The Basics To Trading On US Stock Exchanges


Today over 50% of American households are active stockholders in companies listed on US stock markets. Surprising at it may seem, the current rate of American households who own stock in US listed companies is at the highest level that it has ever been.

Pessimist, however, are fast to point out that the reason why this is the case is because many employers now make their employees takeout 401(k) plans, rather than the more conventional company pension schemes. As 401(k) holders, these employees are, whether they know it or not, active stockholders in US listed companies.

As such, so the argument goes, less than 20% of American households are active in the US stock exchanges as a result of some form of future financial planning investment program.

Given this, how do US stock markets work? What makes them go up and down? What type of securities can you invest in – indeed, what are ‘securities’?

If you are contemplating investing in the US stock markets, while you don’t need to know all the ins and outs of how to buy and sell stock, you will need to know the basics of trading on US stock exchanges.
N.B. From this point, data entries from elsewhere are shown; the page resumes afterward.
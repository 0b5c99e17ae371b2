//! Context lifecycle and lookup bridging against a scripted engine.

use std::net::IpAddr;
use std::time::{Duration, Instant};

use futures_util::future::join_all;
use unbound_bridge::{ContextConfig, Error, Unbound};

mod common;

use common::{derived_hostname, MockEngine, Script};

/// Tears a fresh facade and engine pair up.
fn harness() -> (Unbound, std::sync::Arc<MockEngine>) {
    common::init_logging();
    let engine = MockEngine::new();
    (Unbound::with_engine(engine.clone()), engine)
}

#[test]
fn create_and_dispose_without_lookups() {
    let (unbound, engine) = harness();
    let ctx = unbound.new_context(ContextConfig::default()).unwrap();
    assert_eq!(engine.created(), 1);
    assert_eq!(engine.destroyed(), 0);

    unbound.dispose_context(&ctx);
    // Nothing was in flight, so teardown is immediate.
    assert_eq!(engine.destroyed(), 1);
}

#[test]
fn invalid_address_lengths_fail_synchronously() {
    let (unbound, engine) = harness();
    let ctx = unbound.new_context(ContextConfig::default()).unwrap();

    for len in [0usize, 1, 3, 5, 15, 17, 32] {
        let addr = vec![0u8; len];
        let res = tokio_test::block_on(
            unbound.reverse_lookup_bytes(&ctx, &addr),
        );
        assert!(
            matches!(res, Err(Error::InvalidAddress(l)) if l == len),
            "length {} was not rejected",
            len
        );
    }
    // None of these may have reached the engine.
    assert_eq!(engine.dispatched(), 0);
    unbound.dispose_context(&ctx);
}

#[test]
fn lookup_resolves_to_hostname() {
    let (unbound, engine) = harness();
    engine.script(
        &[1, 1, 1, 1],
        Script::Answer(
            Duration::from_millis(10),
            Some(String::from("one.one.one.one.")),
        ),
    );
    let ctx = unbound.new_context(ContextConfig::default()).unwrap();
    let addr: IpAddr = "1.1.1.1".parse().unwrap();

    let res = tokio_test::block_on(unbound.reverse_lookup(&ctx, addr));
    assert_eq!(res.unwrap().as_deref(), Some("one.one.one.one."));
    unbound.dispose_context(&ctx);
}

#[test]
fn ipv6_lookup_resolves_like_ipv4() {
    let (unbound, engine) = harness();
    let addr: IpAddr = "2606:4700:4700::1111".parse().unwrap();
    let bytes = match addr {
        IpAddr::V6(v6) => v6.octets(),
        _ => unreachable!(),
    };
    engine.script(
        &bytes,
        Script::Answer(
            Duration::from_millis(10),
            Some(String::from("one.one.one.one.")),
        ),
    );
    let ctx = unbound.new_context(ContextConfig::default()).unwrap();

    let res = tokio_test::block_on(unbound.reverse_lookup(&ctx, addr));
    assert_eq!(res.unwrap().as_deref(), Some("one.one.one.one."));
    unbound.dispose_context(&ctx);
}

#[test]
fn absent_record_is_not_an_error() {
    let (unbound, engine) = harness();
    engine.script(
        &[198, 51, 100, 1],
        Script::Answer(Duration::from_millis(5), None),
    );
    let ctx = unbound.new_context(ContextConfig::default()).unwrap();
    let addr: IpAddr = "198.51.100.1".parse().unwrap();

    let res = tokio_test::block_on(unbound.reverse_lookup(&ctx, addr));
    assert_eq!(res.unwrap(), None);
    unbound.dispose_context(&ctx);
}

#[test]
fn engine_failure_surfaces_through_the_future() {
    let (unbound, engine) = harness();
    engine.script(
        &[192, 0, 2, 1],
        Script::Fail(
            Duration::from_millis(5),
            String::from("resolution failed with SERVFAIL"),
        ),
    );
    let ctx = unbound.new_context(ContextConfig::default()).unwrap();
    let addr: IpAddr = "192.0.2.1".parse().unwrap();

    let res = tokio_test::block_on(unbound.reverse_lookup(&ctx, addr));
    match res {
        Err(Error::LookupFailed(err)) => {
            assert!(err.reason().contains("SERVFAIL"));
        }
        other => panic!("expected LookupFailed, got {:?}", other),
    }
    unbound.dispose_context(&ctx);
}

#[test]
fn rejected_dispatch_fails_without_a_completion() {
    let (unbound, engine) = harness();
    engine.script(
        &[192, 0, 2, 2],
        Script::Reject(String::from("out of memory")),
    );
    let ctx = unbound.new_context(ContextConfig::default()).unwrap();
    let addr: IpAddr = "192.0.2.2".parse().unwrap();

    let res = tokio_test::block_on(unbound.reverse_lookup(&ctx, addr));
    assert!(matches!(res, Err(Error::LookupFailed(_))));
    unbound.dispose_context(&ctx);
    assert!(engine.wait_for_destroyed(1, Duration::from_secs(1)));
}

#[test]
fn slow_engine_answer_times_out() {
    let (unbound, engine) = harness();
    engine.script(
        &[10, 0, 0, 1],
        Script::Answer(
            Duration::from_secs(3),
            Some(String::from("too.late.example.net.")),
        ),
    );
    let config = ContextConfig::builder()
        .request_timeout(Duration::from_millis(200))
        .build()
        .unwrap();
    let ctx = unbound.new_context(config).unwrap();
    let addr: IpAddr = "10.0.0.1".parse().unwrap();

    let started = Instant::now();
    let res = tokio_test::block_on(unbound.reverse_lookup(&ctx, addr));
    let elapsed = started.elapsed();

    assert!(matches!(res, Err(Error::LookupTimedOut)));
    assert!(elapsed >= Duration::from_millis(200));
    assert!(elapsed < Duration::from_secs(2), "timeout was not bounded");

    unbound.dispose_context(&ctx);
    // The context is torn down once the late answer releases its checkout.
    assert!(engine.wait_for_destroyed(1, Duration::from_secs(5)));
}

#[test]
fn dispose_with_outstanding_lookups_defers_teardown() {
    let (unbound, engine) = harness();
    let ctx = unbound.new_context(ContextConfig::default()).unwrap();

    let mut addrs = Vec::new();
    for i in 0..8u8 {
        let addr = [10, 1, 0, i];
        engine.script(
            &addr,
            Script::Answer(
                Duration::from_millis(150),
                Some(derived_hostname(&addr)),
            ),
        );
        addrs.push(addr);
    }

    // Dispatch happens when the call returns, not when the future is
    // awaited.
    let lookups: Vec<_> = addrs
        .iter()
        .map(|addr| unbound.reverse_lookup_bytes(&ctx, addr))
        .collect();
    assert_eq!(engine.dispatched(), 8);

    unbound.dispose_context(&ctx);
    assert_eq!(engine.destroyed(), 0, "teardown ran with lookups in flight");

    let results = tokio_test::block_on(join_all(lookups));
    for (addr, res) in addrs.iter().zip(results) {
        assert_eq!(res.unwrap().unwrap(), derived_hostname(addr));
    }
    assert!(engine.wait_for_destroyed(1, Duration::from_secs(1)));
}

#[test]
fn lookup_after_dispose_fails_fast() {
    let (unbound, engine) = harness();
    let ctx = unbound.new_context(ContextConfig::default()).unwrap();
    unbound.dispose_context(&ctx);

    let addr: IpAddr = "1.1.1.1".parse().unwrap();
    let res = tokio_test::block_on(unbound.reverse_lookup(&ctx, addr));
    assert!(matches!(res, Err(Error::InvalidContext)));
    assert_eq!(engine.dispatched(), 0);
}

#[test]
fn double_dispose_is_harmless() {
    let (unbound, engine) = harness();
    let ctx = unbound.new_context(ContextConfig::default()).unwrap();
    unbound.dispose_context(&ctx);
    unbound.dispose_context(&ctx);
    assert_eq!(engine.destroyed(), 1);
}

#[test]
fn contexts_are_independent() {
    let (unbound, engine) = harness();
    let one = unbound.new_context(ContextConfig::default()).unwrap();
    let two = unbound.new_context(ContextConfig::default()).unwrap();
    assert_ne!(one, two);

    unbound.dispose_context(&one);
    assert_eq!(engine.destroyed(), 1);

    // The other context still answers.
    let addr: IpAddr = "10.2.0.1".parse().unwrap();
    let res = tokio_test::block_on(unbound.reverse_lookup(&two, addr));
    assert_eq!(res.unwrap().unwrap(), derived_hostname(&[10, 2, 0, 1]));
    unbound.dispose_context(&two);
}

#[test]
fn close_disposes_every_context() {
    let (unbound, engine) = harness();
    for _ in 0..4 {
        unbound.new_context(ContextConfig::default()).unwrap();
    }
    unbound.close();
    assert_eq!(engine.destroyed(), 4);
}

#[test]
fn engine_version_passes_through() {
    let (unbound, _engine) = harness();
    assert_eq!(unbound.engine_version(), "mock-1.0.0");
}

#[test]
fn concurrent_lookups_do_not_cross_talk() {
    let (unbound, engine) = harness();
    let ctx = unbound.new_context(ContextConfig::default()).unwrap();

    // 1000 distinct addresses, all in flight at once. The scripted engine
    // answers each with a name derived from the address and shuffles
    // completion order through per-address delays.
    let addrs: Vec<[u8; 4]> = (0..1000u32)
        .map(|i| [10, 3, (i >> 8) as u8, i as u8])
        .collect();

    let lookups: Vec<_> = addrs
        .iter()
        .map(|addr| unbound.reverse_lookup_bytes(&ctx, addr))
        .collect();
    assert_eq!(engine.dispatched(), 1000);

    let results = tokio_test::block_on(join_all(lookups));
    assert_eq!(results.len(), 1000);
    for (addr, res) in addrs.iter().zip(results) {
        assert_eq!(
            res.unwrap().unwrap(),
            derived_hostname(addr),
            "answer for {:?} was not its own",
            addr
        );
    }

    unbound.dispose_context(&ctx);
    assert!(engine.wait_for_destroyed(1, Duration::from_secs(1)));
}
Primary and Secondary Markets
The first thing to note about US securities issues is that a primary and secondary market exists. Here, the primary market represents issues that corporations make directly to the general public, such as an Initial Public Offering (IPO), while the secondary market deals with trade that are made between investors who wish to buy and sell securities. Although the board of directors of a corporation will always be interested in how their securities are trading in the secondary market (e.g. stock exchange), as this may have a major influence on the cost of their future borrowing, never will a US corporation or government entity issue a securities directly on to the secondary market (e.g. a stock exchange). In all cases the corporation will issue the securities directly to investors in the primary market, the securities are then listed on an exchange, and investors start to trade among themselves in the secondary market until such time as the maturity date of the security arrives (if it ever does), at which time the issuing corporation will ‘redeem’ the issued security.

How To Trade?
The first thing to note is that, despite what you may often hear, you don’t actually ‘trade’ US stock, you buy or sell them. The term ‘trade’ is actually brokers’ jargon of saying you are trading on the US stock exchanges.

How you buy or sell stock
You can buy or sell (execute a trade) stock on the US exchanges either:

- on the exchange floor; or
- electronically

That said, on some exchanges you can either trade only on the exchange floor, such as the futures’ market, or electronically, such as on the NASDAQ, but not both.

Trading on the exchange floor
Although there may be slight variations to the method if the amounts being traded are high in volume, a basic trade on the stock exchange is executed as follows:

1. tell your broker to buy/sell the stock in question and which market they are on
2. your broker sends the order to the clerk on the exchange floor
3. the clerk tells the floor trader who will look for a trader who want an inverse of your order (for example, you want to sell, the floor trader is looking for a buyer)
4. a price is agreed between the floor traders based on your sell order and his buy order (or the other way round) and a deal is done. The floor trader then tells the clerk the deal is done and the clerk tells your broker, who’ll tell you the deal is done and at what price the deal was done at. Although the process may seem to be cumbersome, the whole process is done in a few minutes.

Trading electronically
The modern alternative to trading on the exchange floor to trade electronically. To support electronic trading, exchanges have installed vast computer networks that match buy and sell orders. With the unstoppable growth of the internet, some are starting to wonder how long it can be before other exchanges follow the lead of the NASDAQ and have a completely electronic trading system.

Over-the-counter
Many US corporations elect not to list their securities on any exchange, preferring instead that their stock be traded in what are known as over-the-counter markets. Over-the-counter markets work very similar to stock exchanges such as the NYSE, but normally deal with smaller-capped corporation. By and large, today, over-the-counter buy and sell orders are executed electronically – and by far the biggest over-the-counter stock market is the NASDAQ.